Last but not least, throughput can be that high as blob-transactions are not processed by nodes. To them, blobs are just a bunch of meaningless bytes. They can never be rejected. Adding them in a block is “effortless”, making Hylé chain’s soft-finality essentially as fast as the network will allow. 


How does it work in practice ?

We recently created a PoC named VibeCheck. Pitch is dead simple: vibe-to-earn. This aims to be our first example of what a provable app could be capable of.

Delayed proving is very useful in VibeCheck’s case. ZK proving is heavily resource-consuming, and users might not want to wait +5min to prove that they were actually vibing.

Thanks to soft-finality, users do the entire VibeCheck flow without having to prove anything. They are then given the choice to prove their transaction in their own browser offering them full privacy, or to delegate that task to an external prover which is cheaper and faster.

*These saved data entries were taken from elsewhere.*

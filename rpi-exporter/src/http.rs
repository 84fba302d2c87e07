//! HTTP server for the Prometheus metrics endpoint.

use std::fmt::Write;
use std::net::SocketAddr;
use std::sync::Arc;
use std::time::{Duration, Instant};

use axum::Router;
use axum::extract::State;
use axum::http::StatusCode;
use axum::response::{IntoResponse, Response};
use axum::routing::get;
use parking_lot::RwLock;
use tokio::sync::watch;
use tower_http::cors::CorsLayer;
use tracing::{debug, info};

use crate::collector::SharedCollector;
use crate::render::{CONTENT_TYPE, format_value, render_text};

/// Counters about the exporter itself. Kept outside the collector.
#[derive(Debug, Clone, Default)]
pub struct ExporterStats {
    /// Scrapes served since startup.
    pub scrapes_total: u64,
    /// Duration of the most recent scrape.
    pub last_scrape_duration: Duration,
}

/// Application state shared across handlers.
#[derive(Clone)]
struct AppState {
    collector: SharedCollector,
    stats: Arc<RwLock<ExporterStats>>,
}

/// Create the HTTP router.
fn create_router(
    collector: SharedCollector,
    stats: Arc<RwLock<ExporterStats>>,
    metrics_path: &str,
) -> Router {
    let state = AppState { collector, stats };

    Router::new()
        .route(metrics_path, get(metrics_handler))
        .route("/health", get(health_handler))
        .route("/ready", get(ready_handler))
        .layer(CorsLayer::permissive())
        .with_state(state)
}

/// Handler for the metrics endpoint. Runs one scrape per request.
async fn metrics_handler(State(state): State<AppState>) -> Response {
    let started = Instant::now();
    let scrape = state.collector.scrape().await;
    let mut body = render_text(&scrape.metrics);
    let elapsed = started.elapsed();

    let stats = {
        let mut stats = state.stats.write();
        stats.scrapes_total += 1;
        stats.last_scrape_duration = elapsed;
        stats.clone()
    };

    render_exporter_stats(&mut body, state.collector.descriptors().namespace(), &stats);

    debug!(
        metrics = scrape.metrics.len(),
        elapsed_ms = elapsed.as_millis() as u64,
        "Served scrape"
    );

    (StatusCode::OK, [("content-type", CONTENT_TYPE)], body).into_response()
}

/// Append the exporter's own counters.
fn render_exporter_stats(output: &mut String, namespace: &str, stats: &ExporterStats) {
    let prefix = if namespace.is_empty() {
        "exporter".to_string()
    } else {
        format!("{}_exporter", namespace)
    };

    writeln!(output, "# HELP {}_scrapes_total Scrapes served by the exporter", prefix).ok();
    writeln!(output, "# TYPE {}_scrapes_total counter", prefix).ok();
    writeln!(output, "{}_scrapes_total {}", prefix, stats.scrapes_total).ok();

    writeln!(
        output,
        "# HELP {}_last_scrape_duration_seconds Duration of the most recent scrape",
        prefix
    )
    .ok();
    writeln!(output, "# TYPE {}_last_scrape_duration_seconds gauge", prefix).ok();
    writeln!(
        output,
        "{}_last_scrape_duration_seconds {}",
        prefix,
        format_value(stats.last_scrape_duration.as_secs_f64())
    )
    .ok();
}

/// Handler for the /health endpoint.
async fn health_handler() -> Response {
    (StatusCode::OK, "healthy\n").into_response()
}

/// Handler for the /ready endpoint.
async fn ready_handler(State(state): State<AppState>) -> Response {
    let stats = state.stats.read();

    // Ready once at least one scrape has been served
    if stats.scrapes_total > 0 {
        (StatusCode::OK, "ready\n").into_response()
    } else {
        (
            StatusCode::SERVICE_UNAVAILABLE,
            "not ready - no scrape served yet\n",
        )
            .into_response()
    }
}

/// HTTP server configuration.
pub struct HttpServer {
    collector: SharedCollector,
    stats: Arc<RwLock<ExporterStats>>,
    listen_addr: SocketAddr,
    metrics_path: String,
}

impl HttpServer {
    /// Create a new HTTP server.
    pub fn new(collector: SharedCollector, listen_addr: SocketAddr, metrics_path: String) -> Self {
        Self {
            collector,
            stats: Arc::new(RwLock::new(ExporterStats::default())),
            listen_addr,
            metrics_path,
        }
    }

    /// Shared handle to the exporter counters.
    pub fn stats(&self) -> Arc<RwLock<ExporterStats>> {
        self.stats.clone()
    }

    /// Run the HTTP server until the shutdown signal is received.
    pub async fn run(self, mut shutdown: watch::Receiver<bool>) -> anyhow::Result<()> {
        let router = create_router(self.collector, self.stats, &self.metrics_path);

        info!(
            addr = %self.listen_addr,
            path = %self.metrics_path,
            "Starting HTTP server"
        );

        let listener = tokio::net::TcpListener::bind(self.listen_addr)
            .await
            .map_err(|e| anyhow::anyhow!("Failed to bind to {}: {}", self.listen_addr, e))?;

        info!(
            addr = %self.listen_addr,
            path = %self.metrics_path,
            "HTTP server listening"
        );

        // Run server with graceful shutdown
        axum::serve(listener, router)
            .with_graceful_shutdown(async move {
                loop {
                    if shutdown.changed().await.is_err() {
                        break;
                    }
                    if *shutdown.borrow() {
                        break;
                    }
                }
                info!("HTTP server shutting down");
            })
            .await
            .map_err(|e| anyhow::anyhow!("HTTP server error: {}", e))?;

        info!("HTTP server stopped");
        Ok(())
    }
}

#[cfg(test)]
mod tests {
    use super::*;
    use crate::collector::ScrapeCollector;
    use crate::config::CollectorConfig;
    use crate::error::FetchError;
    use crate::source::{CommandRunner, HardwareSource};
    use async_trait::async_trait;
    use axum::body::Body;
    use axum::http::Request;
    use tower::ServiceExt;

    struct StaticRunner(&'static [u8]);

    #[async_trait]
    impl CommandRunner for StaticRunner {
        async fn run(
            &self,
            _program: &str,
            _args: &[String],
            _timeout: Duration,
        ) -> Result<Vec<u8>, FetchError> {
            Ok(self.0.to_vec())
        }
    }

    fn make_router(path: &str) -> Router {
        let collector = ScrapeCollector::new(&CollectorConfig::default()).with_hardware(
            HardwareSource::new(
                Arc::new(StaticRunner(b"throttled=0x50005\n")),
                "vcgencmd",
                vec!["get_throttled".to_string()],
                Duration::from_secs(1),
            ),
        );
        create_router(
            Arc::new(collector),
            Arc::new(RwLock::new(ExporterStats::default())),
            path,
        )
    }

    async fn body_string(response: Response) -> String {
        let bytes = axum::body::to_bytes(response.into_body(), usize::MAX)
            .await
            .unwrap();
        String::from_utf8(bytes.to_vec()).unwrap()
    }

    #[tokio::test]
    async fn test_metrics_endpoint() {
        let router = make_router("/metrics");

        let response = router
            .oneshot(Request::get("/metrics").body(Body::empty()).unwrap())
            .await
            .unwrap();

        assert_eq!(response.status(), StatusCode::OK);

        let content_type = response.headers().get("content-type").unwrap();
        assert!(content_type.to_str().unwrap().contains("text/plain"));

        let body = body_string(response).await;
        assert!(body.contains("rpi_throttled 1\n"));
        assert!(body.contains("rpi_hardware_up 1\n"));
        assert!(body.contains("rpi_exporter_scrapes_total 1\n"));
    }

    #[tokio::test]
    async fn test_health_endpoint() {
        let router = make_router("/metrics");

        let response = router
            .oneshot(Request::get("/health").body(Body::empty()).unwrap())
            .await
            .unwrap();

        assert_eq!(response.status(), StatusCode::OK);
    }

    #[tokio::test]
    async fn test_ready_endpoint_not_ready() {
        let router = make_router("/metrics");

        let response = router
            .oneshot(Request::get("/ready").body(Body::empty()).unwrap())
            .await
            .unwrap();

        // Not ready because nothing was scraped yet
        assert_eq!(response.status(), StatusCode::SERVICE_UNAVAILABLE);
    }

    #[tokio::test]
    async fn test_ready_endpoint_after_scrape() {
        let router = make_router("/metrics");

        let response = router
            .clone()
            .oneshot(Request::get("/metrics").body(Body::empty()).unwrap())
            .await
            .unwrap();
        assert_eq!(response.status(), StatusCode::OK);

        let response = router
            .oneshot(Request::get("/ready").body(Body::empty()).unwrap())
            .await
            .unwrap();
        assert_eq!(response.status(), StatusCode::OK);
    }

    #[tokio::test]
    async fn test_custom_metrics_path() {
        let router = make_router("/probe/metrics");

        // Custom path should work
        let response = router
            .clone()
            .oneshot(Request::get("/probe/metrics").body(Body::empty()).unwrap())
            .await
            .unwrap();
        assert_eq!(response.status(), StatusCode::OK);

        // Default path should 404
        let response = router
            .oneshot(Request::get("/metrics").body(Body::empty()).unwrap())
            .await
            .unwrap();
        assert_eq!(response.status(), StatusCode::NOT_FOUND);
    }

    #[tokio::test]
    async fn test_run_fails_when_address_in_use() {
        let occupied = tokio::net::TcpListener::bind("127.0.0.1:0").await.unwrap();
        let addr = occupied.local_addr().unwrap();

        let collector = Arc::new(ScrapeCollector::new(&CollectorConfig::default()));
        let server = HttpServer::new(collector, addr, "/metrics".to_string());
        let (_shutdown_tx, shutdown_rx) = watch::channel(false);

        let result = tokio::time::timeout(Duration::from_secs(2), server.run(shutdown_rx)).await;

        let err = result.expect("bind failure must end run").unwrap_err();
        assert!(err.to_string().contains("Failed to bind"));
    }

    #[test]
    fn test_render_exporter_stats() {
        let mut output = String::new();
        let stats = ExporterStats {
            scrapes_total: 3,
            last_scrape_duration: Duration::from_millis(250),
        };

        render_exporter_stats(&mut output, "rpi", &stats);

        assert!(output.contains("# TYPE rpi_exporter_scrapes_total counter\n"));
        assert!(output.contains("rpi_exporter_scrapes_total 3\n"));
        assert!(output.contains("rpi_exporter_last_scrape_duration_seconds 0.25\n"));
    }
}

From a user point of view, the flow is smooth and responsive as illustrated in this video. Check it out for yourself!


Wrapping it all up

Off-chain execution with onchain verification comes with downsides that delayed proving harmoniously solves: robust soft-finality and flexible post-proving mixed with high throughput. With Hylé, users and applications will benefit from the scalability, privacy and flexibility provided by provable applications, without the hassle of working with a complicated ZK stack. All of the fun, none of the hassle.